The New YardbirdsLe groupe survit encore quelques mois (« Little Games » au printemps 1967), après un dernier 45 tours, « Think About It » (repris en 1979 par Aerosmith le principal successeur des Yardbirds), un dernier enregistrement en mars 1968, « Goodnight Sweet Josephine » (avec Nicky Hopkins au piano et John Paul Jones à la basse), il se saborde, totalement épuisé.
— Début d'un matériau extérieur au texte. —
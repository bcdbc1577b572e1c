// Copyright (C) 2026 Fred Clausen
// Use of this source code is governed by an MIT-style
// license that can be found in the LICENSE file or at
// https://opensource.org/licenses/MIT.

//! Installation tariff tables.
//!
//! All prices are whole baht. Both resolvers are step functions of the
//! normalized capacity and hold no state.
//!
//! ## Labor bands
//!
//! ```text
//! btu <= 13,000          3,500 - 4,000   (standard 3,750)
//! 13,001 ..= 29,999      4,500 - 6,500   (standard 5,500)
//! btu >= 30,000          7,000 - 8,000   (standard 7,500)
//! ```
//!
//! The published tariff leaves 13,001-15,000 and 24,001-29,999 unassigned;
//! those capacities fall into the enclosing middle band.

use serde::{Deserialize, Serialize};

/// Refrigerant line included in the base price, in meters.
pub const INCLUDED_REFRIGERANT_M: f64 = 4.0;
/// Power cable included in the base price, in meters.
pub const INCLUDED_POWER_M: f64 = 8.0;
/// Drain pipe included in the base price, in meters.
pub const INCLUDED_DRAIN_M: f64 = 8.0;
/// Trunking cover included in the base price, in meters.
pub const INCLUDED_TRUNKING_M: f64 = 4.0;

/// Drain overage has no tariff yet and is never charged.
pub const DRAIN_PER_METER: i64 = 0;
/// Trunking cover overage, per meter.
pub const TRUNKING_PER_METER: i64 = 150;

/// Chasing pipework into a wall, per meter.
pub const WALL_CHASE_PER_METER: i64 = 400;
/// Routing pipework above a ceiling, per meter.
pub const CEILING_RUN_PER_METER: i64 = 250;
/// Thick insulation upgrade on ceiling runs, per meter.
pub const THICK_INSULATION_PER_METER: i64 = 120;
/// Miscellaneous fittings, per piece.
pub const MISC_PART_EACH: i64 = 150;
/// Cable tray, per meter.
pub const WIRE_TRAY_PER_METER: i64 = 200;
/// PVC conduit, per meter.
pub const PVC_PER_METER: i64 = 100;

/// Siphon pump price for units up to [`SIPHON_SMALL_MAX_BTU`].
pub const SIPHON_PUMP_SMALL: i64 = 2_500;
/// Siphon pump price for larger units.
pub const SIPHON_PUMP_LARGE: i64 = 4_000;
/// Largest capacity that takes the small siphon pump.
pub const SIPHON_SMALL_MAX_BTU: u32 = 24_000;

/// A labor price band for one installation.
#[derive(Debug, Clone, PartialEq, Eq, Serialize, Deserialize)]
pub struct LaborBand {
    /// Human-readable band label.
    pub label: String,
    /// Representative price used in totals.
    pub standard: i64,
    /// Lower end of the band.
    pub min: i64,
    /// Upper end of the band.
    pub max: i64,
}

/// Per-meter material rates for a capacity tier.
#[derive(Debug, Clone, Copy, PartialEq, Eq, Serialize, Deserialize)]
pub struct MeterRates {
    /// Upper capacity bound of the tier these rates belong to.
    pub tier_max_btu: u32,
    /// Refrigerant line, per meter.
    pub refrigerant_per_meter: i64,
    /// Power cable, per meter.
    pub power_per_meter: i64,
}

const SMALL_BAND_MAX_BTU: u32 = 13_000;
const LARGE_BAND_MIN_BTU: u32 = 30_000;

/// Ascending by `tier_max_btu`.
const METER_RATE_TABLE: [MeterRates; 7] = [
    MeterRates {
        tier_max_btu: 16_000,
        refrigerant_per_meter: 500,
        power_per_meter: 80,
    },
    MeterRates {
        tier_max_btu: 24_000,
        refrigerant_per_meter: 600,
        power_per_meter: 100,
    },
    MeterRates {
        tier_max_btu: 40_000,
        refrigerant_per_meter: 750,
        power_per_meter: 120,
    },
    MeterRates {
        tier_max_btu: 60_000,
        refrigerant_per_meter: 900,
        power_per_meter: 150,
    },
    MeterRates {
        tier_max_btu: 100_000,
        refrigerant_per_meter: 1_100,
        power_per_meter: 180,
    },
    MeterRates {
        tier_max_btu: 160_000,
        refrigerant_per_meter: 1_300,
        power_per_meter: 220,
    },
    MeterRates {
        tier_max_btu: 200_000,
        refrigerant_per_meter: 1_500,
        power_per_meter: 250,
    },
];

/// Resolves the labor band for a normalized capacity.
#[must_use]
pub fn resolve_labor_band(btu: u32) -> LaborBand {
    if btu <= SMALL_BAND_MAX_BTU {
        LaborBand {
            label: String::from("ไม่เกิน 13,000 BTU"),
            standard: 3_750,
            min: 3_500,
            max: 4_000,
        }
    } else if btu < LARGE_BAND_MIN_BTU {
        LaborBand {
            label: String::from("13,001 - 29,999 BTU"),
            standard: 5_500,
            min: 4_500,
            max: 6_500,
        }
    } else {
        LaborBand {
            label: String::from("30,000 BTU ขึ้นไป"),
            standard: 7_500,
            min: 7_000,
            max: 8_000,
        }
    }
}

/// Resolves per-meter material rates for a normalized capacity.
///
/// Capacities above the table reuse the last tier.
#[must_use]
pub fn resolve_meter_rates(btu: u32) -> MeterRates {
    let last: MeterRates = METER_RATE_TABLE[METER_RATE_TABLE.len() - 1];
    METER_RATE_TABLE
        .iter()
        .copied()
        .find(|tier| btu <= tier.tier_max_btu)
        .unwrap_or(last)
}

/// Siphon pump price for a normalized capacity.
#[must_use]
pub const fn siphon_pump_price(btu: u32) -> i64 {
    if btu <= SIPHON_SMALL_MAX_BTU {
        SIPHON_PUMP_SMALL
    } else {
        SIPHON_PUMP_LARGE
    }
}
/// Scaffold required to reach the indoor unit.
#[derive(Debug, Clone, Copy, PartialEq, Eq, Hash, Serialize, Deserialize, Default)]
#[serde(rename_all = "snake_case")]
pub enum ScaffoldTier {
    /// No scaffold.
    #[default]
    None,
    /// Working height up to 4 meters.
    #[serde(rename = "up_to_4m")]
    UpTo4m,
    /// Working height up to 6 meters.
    #[serde(rename = "up_to_6m")]
    UpTo6m,
}

impl ScaffoldTier {
    /// Flat price for this tier.
    #[must_use]
    pub const fn price(self) -> i64 {
        match self {
            Self::None => 0,
            Self::UpTo4m => 1_000,
            Self::UpTo6m => 2_000,
        }
    }

    /// Display label for this tier.
    #[must_use]
    pub const fn label(self) -> &'static str {
        match self {
            Self::None => "ไม่ใช้",
            Self::UpTo4m => "นั่งร้านสูงไม่เกิน 4 เมตร",
            Self::UpTo6m => "นั่งร้านสูงไม่เกิน 6 เมตร",
        }
    }
}

impl FromStr for ScaffoldTier {
    type Err = DomainError;

    fn from_str(s: &str) -> Result<Self, Self::Err> {
        match s.trim().to_lowercase().as_str() {
            "" | "none" => Ok(Self::None),
            "up_to_4m" | "4m" => Ok(Self::UpTo4m),
            "up_to_6m" | "6m" => Ok(Self::UpTo6m),
            _ => Err(DomainError::UnknownSelector {
                field: "scaffold",
                value: s.to_string(),
            }),
        }
    }
}

/// Replacement grille size.
#[derive(Debug, Clone, Copy, PartialEq, Eq, Hash, Serialize, Deserialize, Default)]
#[serde(rename_all = "snake_case")]
pub enum GrilleSize {
    /// No grille work.
    #[default]
    None,
    /// Small grille.
    Small,
    /// Large grille.
    Large,
}

impl GrilleSize {
    /// Flat price for this size.
    #[must_use]
    pub const fn price(self) -> i64 {
        match self {
            Self::None => 0,
            Self::Small => 600,
            Self::Large => 1_200,
        }
    }

    /// Display label for this size.
    #[must_use]
    pub const fn label(self) -> &'static str {
        match self {
            Self::None => "ไม่ใช้",
            Self::Small => "หน้ากากลมขนาดเล็ก",
            Self::Large => "หน้ากากลมขนาดใหญ่",
        }
    }
}

impl FromStr for GrilleSize {
    type Err = DomainError;

    fn from_str(s: &str) -> Result<Self, Self::Err> {
        match s.trim().to_lowercase().as_str() {
            "" | "none" => Ok(Self::None),
            "small" => Ok(Self::Small),
            "large" => Ok(Self::Large),
            _ => Err(DomainError::UnknownSelector {
                field: "grille",
                value: s.to_string(),
            }),
        }
    }
}

/// Whether a condensate siphon pump is fitted.
///
/// The price depends on capacity only, see [`siphon_pump_price`].
#[derive(Debug, Clone, Copy, PartialEq, Eq, Hash, Serialize, Deserialize, Default)]
#[serde(rename_all = "snake_case")]
pub enum SiphonPump {
    /// No pump.
    #[default]
    None,
    /// Pump installed.
    Install,
}

impl FromStr for SiphonPump {
    type Err = DomainError;

    fn from_str(s: &str) -> Result<Self, Self::Err> {
        match s.trim().to_lowercase().as_str() {
            "" | "none" => Ok(Self::None),
            "install" | "yes" => Ok(Self::Install),
            _ => Err(DomainError::UnknownSelector {
                field: "siphon_pump",
                value: s.to_string(),
            }),
        }
    }
}

/// Raw quote form contents.
///
/// Numeric fields are kept raw; [`calculate_quote`] normalizes them.
#[derive(Debug, Clone, PartialEq, Serialize, Deserialize, Default)]
#[serde(default)]
pub struct QuoteInput {
    /// Number of identical units (1..=50).
    pub machine_count: RawValue,
    /// Unit type label, e.g. "wall type".
    pub ac_type: String,
    /// Cooling capacity in BTU (0..=200,000).
    pub btu: RawValue,
    /// Refrigerant line length, meters.
    pub len_ref: RawValue,
    /// Power cable length, meters.
    pub len_power: RawValue,
    /// Drain pipe length, meters.
    pub len_drain: RawValue,
    /// Trunking cover length, meters.
    pub len_trunk: RawValue,
    /// Wall chasing, meters.
    pub wall_chase_m: RawValue,
    /// Ceiling routing, meters.
    pub ceiling_run_m: RawValue,
    /// Thick insulation upgrade, meters. Only counts with a ceiling run.
    pub thick_insulation_m: RawValue,
    /// Miscellaneous fittings, pieces.
    pub misc_parts: RawValue,
    /// Cable tray, meters.
    pub wire_tray_m: RawValue,
    /// PVC conduit, meters.
    pub pvc_m: RawValue,
    /// Scaffold tier.
    pub scaffold: ScaffoldTier,
    /// Grille size.
    pub grille: GrilleSize,
    /// Siphon pump.
    pub siphon_pump: SiphonPump,
}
Les téléspectateurs français auront juste eu le temps d’avoir la primeur le 9 mars 1968 d’entendre une première mouture de « Dazed And Confused » futur standard de Led Zeppelin, lors de la légendaire émission de Pierre Lattès « Bouton Rouge ». Jimmy Page re-baptise l’expérience New Yardbirds avec Robert Plant, John Paul Jones et John Bonham en septembre/octobre 1968, tandis que Keith Relf et Jim McCarty fondent le groupe Renaissance et que Chris Dreja délaisse la guitare pour la photographie. Jimmy Page écrira ensuite un nouveau chapitre de l’histoire du heavy rock en renommant les New Yardbirds Led Zeppelin, Paul Samwell-Smith connaîtra son heure de gloire en tant que producteur (Jethro Tull, Cat Stevens, entre autres), et Keith Relf (qui avait tenté une aventure solo parallèle en 1966, (« Knowing » / « Mr. Zero »), fondé en 1975 le groupe prometteur Armageddon, mourra électrocuté par sa guitare chez lui le 14 mai 1976. En juin 1983, Samwell-Smith, McCarty et Dreja et se retrouvent pour l’éphémère aventure du groupe Box Of Frogs (avec un coup de main de Jeff Beck), et ces deux derniers persistent toujours depuis à entretenir la mémoire scénique de ce groupe légendaire à l’occasion de concerts nostalgiques. Trente cinq ans après la fin de l’aventure, ces deux survivants publient le 22 avril 2003 Birdland, avec l’ancien guitariste de Dr. Feelgood, Gypie Mayo, et des contributions de Jeff Beck, Slash, Steve Vai, Brian May, Jeff Baxter ou Steve Lukather sur « Happening Ten Years Time Ago ».